[Requirement]:
Print out the entire listing verbatim.

★ ★ ★ ★

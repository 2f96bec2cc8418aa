//! Compile-time registry of geocoding service configurations.
//!
//! Each geocoding provider is defined in a TOML file under `services/`.
//! The registry embeds these at compile time and exposes them via
//! [`all_services`] and [`enabled_services`]. [`client_from_env`] picks
//! the first enabled service whose credentials are present in the
//! environment.

use std::sync::Arc;

use serde::Deserialize;

use crate::google::GooglePlacesClient;
use crate::nominatim::NominatimClient;
use crate::GeocodingClient;

/// A geocoding service configuration loaded from TOML.
#[derive(Debug, Clone, Deserialize)]
pub struct GeocodingService {
    /// Unique identifier (e.g., `"google_places"`, `"nominatim"`).
    pub id: String,
    /// Human-readable name.
    pub name: String,
    /// Whether this service may be selected at all.
    #[serde(default = "default_true")]
    pub enabled: bool,
    /// Selection order; lower values are tried first.
    pub priority: u32,
    /// Provider-specific configuration.
    pub provider: ProviderConfig,
}

/// Provider-specific configuration, tagged by `type` in TOML.
#[derive(Debug, Clone, Deserialize)]
#[serde(tag = "type", rename_all = "snake_case")]
pub enum ProviderConfig {
    /// Google Places / Geocoding API.
    GooglePlaces {
        /// API base URL (e.g., `"https://maps.googleapis.com/maps/api"`).
        base_url: String,
        /// Environment variables checked in order for the API key.
        api_key_env: Vec<String>,
    },
    /// Nominatim / `OpenStreetMap` geocoder.
    Nominatim {
        /// Instance root URL, if a fixed one is configured.
        #[serde(default)]
        base_url: Option<String>,
        /// Environment variable that overrides (or supplies) the root URL.
        #[serde(default)]
        base_url_env: Option<String>,
    },
}

const fn default_true() -> bool {
    true
}

impl GeocodingService {
    /// Builds a client for this service using credentials from `env`.
    ///
    /// Returns `None` when the service is disabled or its credentials are
    /// missing or empty.
    #[must_use]
    pub fn client(&self, env: impl Fn(&str) -> Option<String>) -> Option<Arc<dyn GeocodingClient>> {
        if !self.enabled {
            return None;
        }

        let non_empty = |key: &str| env(key).filter(|v| !v.trim().is_empty());

        match &self.provider {
            ProviderConfig::GooglePlaces {
                base_url,
                api_key_env,
            } => {
                let api_key = api_key_env.iter().find_map(|key| non_empty(key))?;
                Some(Arc::new(GooglePlacesClient::new(base_url, api_key)))
            }
            ProviderConfig::Nominatim {
                base_url,
                base_url_env,
            } => {
                let base_url = base_url_env
                    .as_deref()
                    .and_then(non_empty)
                    .or_else(|| base_url.clone())?;
                match NominatimClient::new(base_url) {
                    Ok(client) => Some(Arc::new(client)),
                    Err(e) => {
                        log::warn!("Failed to build {} client: {e}", self.name);
                        None
                    }
                }
            }
        }
    }
}

// ── Compile-time embedded TOML files ────────────────────────────────

const SERVICE_TOMLS: &[(&str, &str)] = &[
    ("google_places", include_str!("../services/google_places.toml")),
    ("nominatim", include_str!("../services/nominatim.toml")),
];

#[cfg(test)]
const EXPECTED_SERVICE_COUNT: usize = 2;

/// Returns all geocoding service configurations (enabled and disabled).
///
/// # Panics
///
/// Panics if any TOML config is malformed (this is a compile-time guarantee
/// since the configs are embedded).
#[must_use]
pub fn all_services() -> Vec<GeocodingService> {
    SERVICE_TOMLS
        .iter()
        .map(|(name, toml_str)| {
            toml::de::from_str(toml_str)
                .unwrap_or_else(|e| panic!("Failed to parse geocoding service '{name}': {e}"))
        })
        .collect()
}

/// Returns only enabled services, sorted by priority (ascending).
#[must_use]
pub fn enabled_services() -> Vec<GeocodingService> {
    let mut services: Vec<GeocodingService> =
        all_services().into_iter().filter(|s| s.enabled).collect();
    services.sort_by_key(|s| s.priority);
    services
}

/// Returns a client for the highest-priority enabled service that has
/// credentials in `env`, or `None` when no geocoder is available.
#[must_use]
pub fn client_with(env: impl Fn(&str) -> Option<String>) -> Option<Arc<dyn GeocodingClient>> {
    enabled_services().into_iter().find_map(|svc| {
        let client = svc.client(&env)?;
        log::info!("Using geocoding service '{}' ({})", svc.id, svc.name);
        Some(client)
    })
}

/// [`client_with`] reading the process environment.
#[must_use]
pub fn client_from_env() -> Option<Arc<dyn GeocodingClient>> {
    let client = client_with(|key| std::env::var(key).ok());
    if client.is_none() {
        log::warn!("No geocoding service configured; suggestions disabled, points echo as typed");
    }
    client
}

★ ★ ★ ★

[Reply to the exercise]:
repository 2f96bec2cc8418aa
//! Compile-time registry of geocoding service configurations.
//!
//! Each geocoding provider is defined in a TOML file under `services/`.
//! The registry embeds these at compile time and exposes them via
//! [`all_services`] and [`enabled_services`]. [`client_from_env`] picks
//! the first enabled service whose credentials are present in the
//! environment.

use std::sync::Arc;

use serde::Deserialize;

use crate::google::GooglePlacesClient;
use crate::nominatim::NominatimClient;
use crate::GeocodingClient;

/// A geocoding service configuration loaded from TOML.
#[derive(Debug, Clone, Deserialize)]
pub struct GeocodingService {
    /// Unique identifier (e.g., `"google_places"`, `"nominatim"`).
    pub id: String,
    /// Human-readable name.
    pub name: String,
    /// Whether this service may be selected at all.
    #[serde(default = "default_true")]
    pub enabled: bool,
    /// Selection order; lower values are tried first.
    pub priority: u32,
    /// Provider-specific configuration.
    pub provider: ProviderConfig,
}

/// Provider-specific configuration, tagged by `type` in TOML.
#[derive(Debug, Clone, Deserialize)]
#[serde(tag = "type", rename_all = "snake_case")]
pub enum ProviderConfig {
    /// Google Places / Geocoding API.
    GooglePlaces {
        /// API base URL (e.g., `"https://maps.googleapis.com/maps/api"`).
        base_url: String,
        /// Environment variables checked in order for the API key.
        api_key_env: Vec<String>,
    },
    /// Nominatim / `OpenStreetMap` geocoder.
    Nominatim {
        /// Instance root URL, if a fixed one is configured.
        #[serde(default)]
        base_url: Option<String>,
        /// Environment variable that overrides (or supplies) the root URL.
        #[serde(default)]
        base_url_env: Option<String>,
    },
}

const fn default_true() -> bool {
    true
}

impl GeocodingService {
    /// Builds a client for this service using credentials from `env`.
    ///
    /// Returns `None` when the service is disabled or its credentials are
    /// missing or empty.
    #[must_use]
    pub fn client(&self, env: impl Fn(&str) -> Option<String>) -> Option<Arc<dyn GeocodingClient>> {
        if !self.enabled {
            return None;
        }

        let non_empty = |key: &str| env(key).filter(|v| !v.trim().is_empty());

        match &self.provider {
            ProviderConfig::GooglePlaces {
                base_url,
                api_key_env,
            } => {
                let api_key = api_key_env.iter().find_map(|key| non_empty(key))?;
                Some(Arc::new(GooglePlacesClient::new(base_url, api_key)))
            }
            ProviderConfig::Nominatim {
                base_url,
                base_url_env,
            } => {
                let base_url = base_url_env
                    .as_deref()
                    .and_then(non_empty)
                    .or_else(|| base_url.clone())?;
                match NominatimClient::new(base_url) {
                    Ok(client) => Some(Arc::new(client)),
                    Err(e) => {
                        log::warn!("Failed to build {} client: {e}", self.name);
                        None
                    }
                }
            }
        }
    }
}

// ── Compile-time embedded TOML files ────────────────────────────────

const SERVICE_TOMLS: &[(&str, &str)] = &[
    ("google_places", include_str!("../services/google_places.toml")),
    ("nominatim", include_str!("../services/nominatim.toml")),
];

#[cfg(test)]
const EXPECTED_SERVICE_COUNT: usize = 2;

/// Returns all geocoding service configurations (enabled and disabled).
///
/// # Panics
///
/// Panics if any TOML config is malformed (this is a compile-time guarantee
/// since the configs are embedded).
#[must_use]
pub fn all_services() -> Vec<GeocodingService> {
    SERVICE_TOMLS
        .iter()
        .map(|(name, toml_str)| {
            toml::de::from_str(toml_str)
                .unwrap_or_else(|e| panic!("Failed to parse geocoding service '{name}': {e}"))
        })
        .collect()
}

/// Returns only enabled services, sorted by priority (ascending).
#[must_use]
pub fn enabled_services() -> Vec<GeocodingService> {
    let mut services: Vec<GeocodingService> =
        all_services().into_iter().filter(|s| s.enabled).collect();
    services.sort_by_key(|s| s.priority);
    services
}

/// Returns a client for the highest-priority enabled service that has
/// credentials in `env`, or `None` when no geocoder is available.
#[must_use]
pub fn client_with(env: impl Fn(&str) -> Option<String>) -> Option<Arc<dyn GeocodingClient>> {
    enabled_services().into_iter().find_map(|svc| {
        let client = svc.client(&env)?;
        log::info!("Using geocoding service '{}' ({})", svc.id, svc.name);
        Some(client)
    })
}

/// [`client_with`] reading the process environment.
#[must_use]
pub fn client_from_env() -> Option<Arc<dyn GeocodingClient>> {
    let client = client_with(|key| std::env::var(key).ok());
    if client.is_none() {
        log::warn!("No geocoding service configured; suggestions disabled, points echo as typed");
    }
    client
}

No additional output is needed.